Created attachment 270087
  --> https://bugs.freebsd.org/bugzilla/attachment.cgi?id=270087&action=edit
Small C program to reproduce the bug

## Summary

On a `linrdlnk` fdescfs mount (e.g., the standard Linuxulator fdescfs mount
inside a Linux jail), the first `stat()` (or `lstat()` / `fstatat()`) on
`/dev/fd/N` — where `N` is a pipe fd in the calling process — silently poisons
the cached fdescfs vnode for fd `N`. Every subsequent `open()` of that same
path, from any process in the same jail, returns `ENOENT`, until the fdescfs
filesystem is `umount`ed and remounted.

The same path resolves cleanly via `/proc/self/fd/N` since linprocfs just
symlinks `fd` to `/dev/fd`, so the bug surfaces equivalently from both paths.
The bug is **per-fd-index** (poisoning fd 11 doesn't affect fd 12),
**pipe-specific** (regular-file fds are not affected), and **persistent across
`fork`/`exec`** (it's mount-scoped state).

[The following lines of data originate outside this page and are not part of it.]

//! Geometry parsing and per-record point resolution.
//!
//! Geometry text arrives as WKT (sometimes in the `Point (x y)` spelling some
//! exporters produce) or as GeoJSON, either as a string or as an embedded
//! JSON object. Everything is reduced to a closed [`Shape`] so callers can
//! match exhaustively.

use std::str::FromStr;

use geo::Centroid;
use geo_types::{Coord, Geometry, GeometryCollection, LineString, MultiPolygon, Point, Polygon};
use serde::Deserialize;
use serde_json::Value;
use thiserror::Error;

use crate::records::Record;

/// Record field holding a precomputed representative point.
pub const CENTROID_FIELD: &str = "centroid";

/// Record fields holding the full geometry, tried in order.
pub const GEOMETRY_FIELDS: [&str; 2] = ["geometry_geojson", "geometry"];

/// Errors from geometry parsing and resolution.
#[derive(Debug, Error, Clone, PartialEq)]
pub enum GeometryError {
    /// Text is neither valid WKT nor valid GeoJSON.
    #[error("Geometry parse error: {0}")]
    Parse(String),

    /// Parsed fine, but the type has no meaning here (e.g. a line string).
    #[error("Unsupported geometry type: {0}")]
    UnsupportedGeometryType(String),

    /// Neither the centroid nor the geometry field yields a point.
    #[error("Record {id} has no resolvable geometry")]
    UnresolvableGeometry { id: String },

    /// The user-supplied filter geometry could not be parsed.
    #[error("Invalid filter geometry: {0}")]
    InvalidFilterGeometry(String),
}

/// The geometry kinds the engine understands.
#[derive(Debug, Clone, PartialEq)]
pub enum Shape {
    Point(Point<f64>),
    Polygon(Polygon<f64>),
    MultiPolygon(MultiPolygon<f64>),
    Collection(GeometryCollection<f64>),
}

impl Shape {
    /// Narrows a `geo_types` geometry to a [`Shape`].
    pub fn from_geometry(geometry: Geometry<f64>) -> Result<Self, GeometryError> {
        match geometry {
            Geometry::Point(p) => Ok(Self::Point(p)),
            Geometry::Polygon(p) => Ok(Self::Polygon(p)),
            Geometry::MultiPolygon(mp) => Ok(Self::MultiPolygon(mp)),
            Geometry::GeometryCollection(gc) => Ok(Self::Collection(gc)),
            Geometry::Rect(r) => Ok(Self::Polygon(r.to_polygon())),
            Geometry::Triangle(t) => Ok(Self::Polygon(t.to_polygon())),
            other => Err(GeometryError::UnsupportedGeometryType(
                geometry_type_name(&other).to_string(),
            )),
        }
    }

    pub fn type_name(&self) -> &'static str {
        match self {
            Self::Point(_) => "Point",
            Self::Polygon(_) => "Polygon",
            Self::MultiPolygon(_) => "MultiPolygon",
            Self::Collection(_) => "GeometryCollection",
        }
    }

    /// Representative point: the point itself, or the centroid of an areal shape.
    pub fn representative_point(&self) -> Option<Point<f64>> {
        match self {
            Self::Point(p) => Some(*p),
            Self::Polygon(p) => p.centroid(),
            Self::MultiPolygon(mp) => mp.centroid(),
            Self::Collection(gc) => gc.centroid(),
        }
    }
}

fn geometry_type_name(geometry: &Geometry<f64>) -> &'static str {
    match geometry {
        Geometry::Point(_) => "Point",
        Geometry::Line(_) => "Line",
        Geometry::LineString(_) => "LineString",
        Geometry::Polygon(_) => "Polygon",
        Geometry::MultiPoint(_) => "MultiPoint",
        Geometry::MultiLineString(_) => "MultiLineString",
        Geometry::MultiPolygon(_) => "MultiPolygon",
        Geometry::GeometryCollection(_) => "GeometryCollection",
        Geometry::Rect(_) => "Rect",
        Geometry::Triangle(_) => "Triangle",
    }
}

/// Rewrites the geometry tag so the WKT parser accepts it.
///
/// `Point (388000 5819000)` becomes `POINT(388000 5819000)`. Text without a
/// parenthesis is returned trimmed.
pub fn normalize_wkt(text: &str) -> String {
    let trimmed = text.trim();
    let Some(open) = trimmed.find('(') else {
        return trimmed.to_string();
    };

    let tag = trimmed[..open].split_whitespace().collect::<Vec<_>>().join(" ");
    format!("{}{}", tag.to_uppercase(), &trimmed[open..])
}

/// Parses WKT into a `geo_types` geometry.
pub fn parse_wkt(text: &str) -> Result<Geometry<f64>, GeometryError> {
    wkt::Wkt::<f64>::from_str(&normalize_wkt(text))
        .map_err(|e| GeometryError::Parse(format!("{:?}", e)))
        .and_then(|w| {
            w.try_into()
                .map_err(|e: wkt::conversion::Error| GeometryError::Parse(format!("{:?}", e)))
        })
}

/// Parses geometry text, GeoJSON if it looks like an object and WKT otherwise.
pub fn parse_shape(text: &str) -> Result<Shape, GeometryError> {
    let trimmed = text.trim();
    if trimmed.starts_with('{') {
        let value: Value =
            serde_json::from_str(trimmed).map_err(|e| GeometryError::Parse(e.to_string()))?;
        return shape_from_geojson(&value);
    }
    Shape::from_geometry(parse_wkt(trimmed)?)
}

/// Parses a filter geometry supplied by the caller.
///
/// # Errors
///
/// Unparsable text is `InvalidFilterGeometry`; a parsable but unknown type is
/// `UnsupportedGeometryType`.
pub fn parse_filter_geometry(text: &str) -> Result<Shape, GeometryError> {
    parse_shape(text).map_err(|e| match e {
        GeometryError::Parse(msg) => GeometryError::InvalidFilterGeometry(msg),
        other => other,
    })
}

/// Resolves the single point that stands for `record`.
///
/// Tries the `centroid` field first and falls through to the full geometry
/// when it is missing, unparsable or not a point. Areal geometries are reduced
/// to their centroid.
pub fn resolve_point(record: &Record) -> Result<Point<f64>, GeometryError> {
    let centroid = match record.get(CENTROID_FIELD) {
        Some(Value::String(text)) => parse_shape(text).ok(),
        Some(value @ Value::Object(_)) => shape_from_geojson(value).ok(),
        _ => None,
    };
    if let Some(Shape::Point(p)) = centroid {
        return Ok(p);
    }

    for field in GEOMETRY_FIELDS {
        let shape = match record.get(field) {
            Some(Value::String(text)) if !text.trim().is_empty() => parse_shape(text),
            Some(value @ Value::Object(_)) => shape_from_geojson(value),
            _ => continue,
        };
        if let Some(point) = shape.ok().and_then(|s| s.representative_point()) {
            return Ok(point);
        }
    }

    Err(GeometryError::UnresolvableGeometry {
        id: record_id(record),
    })
}

fn record_id(record: &Record) -> String {
    match record.get("id") {
        Some(Value::String(s)) => s.clone(),
        Some(Value::Null) | None => "unknown".to_string(),
        Some(other) => other.to_string(),
    }
}

#[derive(Debug, Deserialize)]
#[serde(tag = "type")]
enum GeoJson {
    Point {
        coordinates: Vec<f64>,
    },
    Polygon {
        coordinates: Vec<Vec<Vec<f64>>>,
    },
    MultiPolygon {
        coordinates: Vec<Vec<Vec<Vec<f64>>>>,
    },
    GeometryCollection {
        geometries: Vec<GeoJson>,
    },
    Feature {
        geometry: Box<GeoJson>,
    },
    #[serde(other)]
    Unsupported,
}

/// Converts a GeoJSON value into a [`Shape`].
pub fn shape_from_geojson(value: &Value) -> Result<Shape, GeometryError> {
    let parsed = GeoJson::deserialize(value).map_err(|e| GeometryError::Parse(e.to_string()))?;
    let type_name = value
        .get("type")
        .and_then(Value::as_str)
        .unwrap_or("unknown")
        .to_string();
    Shape::from_geometry(geojson_to_geometry(parsed, &type_name)?)
}

fn geojson_to_geometry(geojson: GeoJson, type_name: &str) -> Result<Geometry<f64>, GeometryError> {
    match geojson {
        GeoJson::Point { coordinates } => Ok(Geometry::Point(Point::from(coord(&coordinates)?))),
        GeoJson::Polygon { coordinates } => Ok(Geometry::Polygon(polygon(&coordinates)?)),
        GeoJson::MultiPolygon { coordinates } => {
            let polygons = coordinates
                .iter()
                .map(|rings| polygon(rings))
                .collect::<Result<Vec<_>, _>>()?;
            Ok(Geometry::MultiPolygon(MultiPolygon::new(polygons)))
        }
        GeoJson::GeometryCollection { geometries } => {
            let members = geometries
                .into_iter()
                .map(|g| geojson_to_geometry(g, type_name))
                .collect::<Result<Vec<_>, _>>()?;
            Ok(Geometry::GeometryCollection(GeometryCollection::new_from(members)))
        }
        GeoJson::Feature { geometry } => geojson_to_geometry(*geometry, type_name),
        GeoJson::Unsupported => Err(GeometryError::UnsupportedGeometryType(type_name.to_string())),
    }
}

fn coord(position: &[f64]) -> Result<Coord<f64>, GeometryError> {
    match position {
        [x, y, ..] => Ok(Coord { x: *x, y: *y }),
        _ => Err(GeometryError::Parse(format!(
            "position needs two coordinates, got {}",
            position.len()
        ))),
    }
}

fn polygon(rings: &[Vec<Vec<f64>>]) -> Result<Polygon<f64>, GeometryError> {
    let mut rings = rings.iter().map(|ring| {
        ring.iter()
            .map(|p| coord(p))
            .collect::<Result<Vec<_>, _>>()
            .map(LineString::new)
    });
    let exterior = rings
        .next()
        .ok_or_else(|| GeometryError::Parse("polygon without rings".to_string()))??;
    let interiors = rings.collect::<Result<Vec<_>, _>>()?;
    Ok(Polygon::new(exterior, interiors))
}

#[cfg(test)]
mod tests {
    use super::*;
    use serde_json::json;

    fn record(value: Value) -> Record {
        match value {
            Value::Object(map) => map,
            _ => panic!("expected object"),
        }
    }

    #[test]
    fn normalize_wkt_fixes_mixed_case_tag_with_space() {
        assert_eq!(normalize_wkt("Point (388000 5819000)"), "POINT(388000 5819000)");
        assert_eq!(normalize_wkt("  POINT(1 2) "), "POINT(1 2)");
        assert_eq!(normalize_wkt("POINT EMPTY"), "POINT EMPTY");
    }

    #[test]
    fn parse_shape_reads_wkt_polygon() {
        let shape = parse_shape("POLYGON((0 0, 10 0, 10 10, 0 10, 0 0))").unwrap();
        assert_eq!(shape.type_name(), "Polygon");
    }

    #[test]
    fn parse_shape_reads_geojson_text() {
        let shape = parse_shape(r#"{"type": "Point", "coordinates": [13.4, 52.5]}"#).unwrap();
        assert_eq!(shape, Shape::Point(Point::new(13.4, 52.5)));
    }

    #[test]
    fn parse_shape_rejects_line_strings() {
        let result = parse_shape("LINESTRING(0 0, 1 1)");
        assert_eq!(
            result,
            Err(GeometryError::UnsupportedGeometryType("LineString".to_string()))
        );
    }

    #[test]
    fn parse_filter_geometry_maps_parse_errors() {
        let result = parse_filter_geometry("POLYGON((0 0, 1 0");
        assert!(matches!(result, Err(GeometryError::InvalidFilterGeometry(_))));
    }

    #[test]
    fn resolve_point_prefers_centroid() {
        let rec = record(json!({
            "centroid": "Point (388000 5819000)",
            "geometry_geojson": "POINT(0 0)"
        }));
        assert_eq!(resolve_point(&rec).unwrap(), Point::new(388000.0, 5819000.0));
    }

    #[test]
    fn resolve_point_falls_through_bad_centroid() {
        let rec = record(json!({
            "centroid": "not a point",
            "geometry_geojson": "POINT(5 6)"
        }));
        assert_eq!(resolve_point(&rec).unwrap(), Point::new(5.0, 6.0));
    }

    #[test]
    fn resolve_point_reads_decoded_geojson_centroid() {
        let rec = record(json!({
            "id": "b1",
            "centroid": {"type": "Point", "coordinates": [1.0, 2.0]}
        }));
        assert_eq!(resolve_point(&rec).unwrap(), Point::new(1.0, 2.0));
    }

    #[test]
    fn resolve_point_skips_areal_geojson_centroid() {
        let rec = record(json!({
            "centroid": {
                "type": "Polygon",
                "coordinates": [[[0.0, 0.0], [4.0, 0.0], [4.0, 4.0], [0.0, 4.0], [0.0, 0.0]]]
            },
            "geometry": "POINT(7 8)"
        }));
        assert_eq!(resolve_point(&rec).unwrap(), Point::new(7.0, 8.0));
    }

    #[test]
    fn resolve_point_uses_polygon_centroid() {
        let rec = record(json!({
            "geometry_geojson": "MULTIPOLYGON(((0 0, 10 0, 10 10, 0 10, 0 0)))"
        }));
        assert_eq!(resolve_point(&rec).unwrap(), Point::new(5.0, 5.0));
    }

    #[test]
    fn resolve_point_reads_embedded_geojson_object() {
        let rec = record(json!({
            "geometry": {
                "type": "Polygon",
                "coordinates": [[[0.0, 0.0], [4.0, 0.0], [4.0, 4.0], [0.0, 4.0], [0.0, 0.0]]]
            }
        }));
        assert_eq!(resolve_point(&rec).unwrap(), Point::new(2.0, 2.0));
    }

    #[test]
    fn resolve_point_reads_geometry_collection() {
        let rec = record(json!({
            "geometry_geojson": "GEOMETRYCOLLECTION(POINT(2 2))"
        }));
        assert_eq!(resolve_point(&rec).unwrap(), Point::new(2.0, 2.0));
    }

    #[test]
    fn resolve_point_fails_without_geometry() {
        let rec = record(json!({"id": "BUILDING_404", "centroid": null}));
        assert_eq!(
            resolve_point(&rec),
            Err(GeometryError::UnresolvableGeometry {
                id: "BUILDING_404".to_string()
            })
        );
    }

    #[test]
    fn resolve_point_fails_when_both_fields_are_garbage() {
        let rec = record(json!({"centroid": "Point (x y)", "geometry_geojson": "{broken"}));
        assert!(matches!(
            resolve_point(&rec),
            Err(GeometryError::UnresolvableGeometry { .. })
        ));
    }

    #[test]
    fn geojson_feature_unwraps_geometry() {
        let value = json!({
            "type": "Feature",
            "geometry": {"type": "Point", "coordinates": [1.0, 2.0, 30.0]}
        });
        assert_eq!(shape_from_geojson(&value).unwrap(), Shape::Point(Point::new(1.0, 2.0)));
    }

    #[test]
    fn geojson_unknown_type_is_unsupported() {
        let value = json!({"type": "LineString", "coordinates": [[0.0, 0.0], [1.0, 1.0]]});
        assert_eq!(
            shape_from_geojson(&value),
            Err(GeometryError::UnsupportedGeometryType("LineString".to_string()))
        );
    }
}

User-visible impact: zsh's `source <(...)` always fails inside a Linux jail.
zsh's `source` builtin probes the path with `stat()` before opening; that probe
is the trigger. bash's `source` doesn't stat first and so doesn't trip the bug.

## Reproducer

A 120-line standalone C program (attached) that compiles inside any Linux jail
with `linrdlnk`-mounted fdescfs and prints a deterministic `POISONED` or `OK`
verdict. The relevant excerpt:

```c
/* Set up a pipe with read end at fd 11, fork a producer that
 * writes "x\n" to the write end and exits. */
setup_pipe_at_fd_11();

/* Step 1: external cat of /proc/self/fd/11 succeeds (baseline). */
verify_via_external_cat("/proc/self/fd/11");   /* OK */

/* Step 2: a single stat() call on the path. */
struct stat st;
stat("/proc/self/fd/11", &st);                  /* returns 0 */

/* Step 3: external cat of the same path now fails. */
verify_via_external_cat("/proc/self/fd/11");   /* POISONED, ENOENT */

/* Step 4: a fresh forked child setting up its own fd 11 also fails. */
fork_child_does_setup_then_external_cat();      /* POISONED, ENOENT */
```

Operations matrix (each row run on a freshly-mounted fdescfs):

| Operation                                   | Triggers? |
| ------------------------------------------- | --------- |
| `noop`                                      | NO        |
| `stat("/proc/self/fd/11")`                  | **YES**   |
| `lstat("/proc/self/fd/11")`                 | **YES**   |
| `stat("/dev/fd/11")`                        | **YES**   |
| `lstat("/dev/fd/11")`                       | **YES**   |
| `fstatat(AT_FDCWD, ".../fd/11", ..., 0)`    | **YES**   |
| `access("/proc/self/fd/11", R_OK)`          | NO        |
| `readlink("/proc/self/fd/11")`              | NO        |
| `open("/proc/self/fd/11", O_RDONLY)`        | NO        |
| `stat("/proc/self/fd/0")` (regular file fd) | NO        |

## Root cause

`sys/fs/fdescfs/fdesc_vnops.c:474` in `fdesc_getattr`:

```c
static int
fdesc_getattr(struct vop_getattr_args *ap)
{
    struct vnode *vp = ap->a_vp;
    struct vattr *vap = ap->a_vap;
    ...
    case Fdesc:
        vap->va_type = (VFSTOFDESC(vp->v_mount)->flags &
            (FMNT_RDLNKF | FMNT_LINRDLNKF)) == 0 ? VCHR : VLNK;
        ...
        break;
    ...
    vp->v_type = vap->va_type;     /* <-- THE BUG */
    return (0);
}
```

The line caches `vap->va_type` (which is `VLNK` for both `rdlnk` and `linrdlnk`
modes) into the cached vnode itself. For `linrdlnk` mode, that mutates `v_type`
from `VNON` (its allocation-time value) to `VLNK`.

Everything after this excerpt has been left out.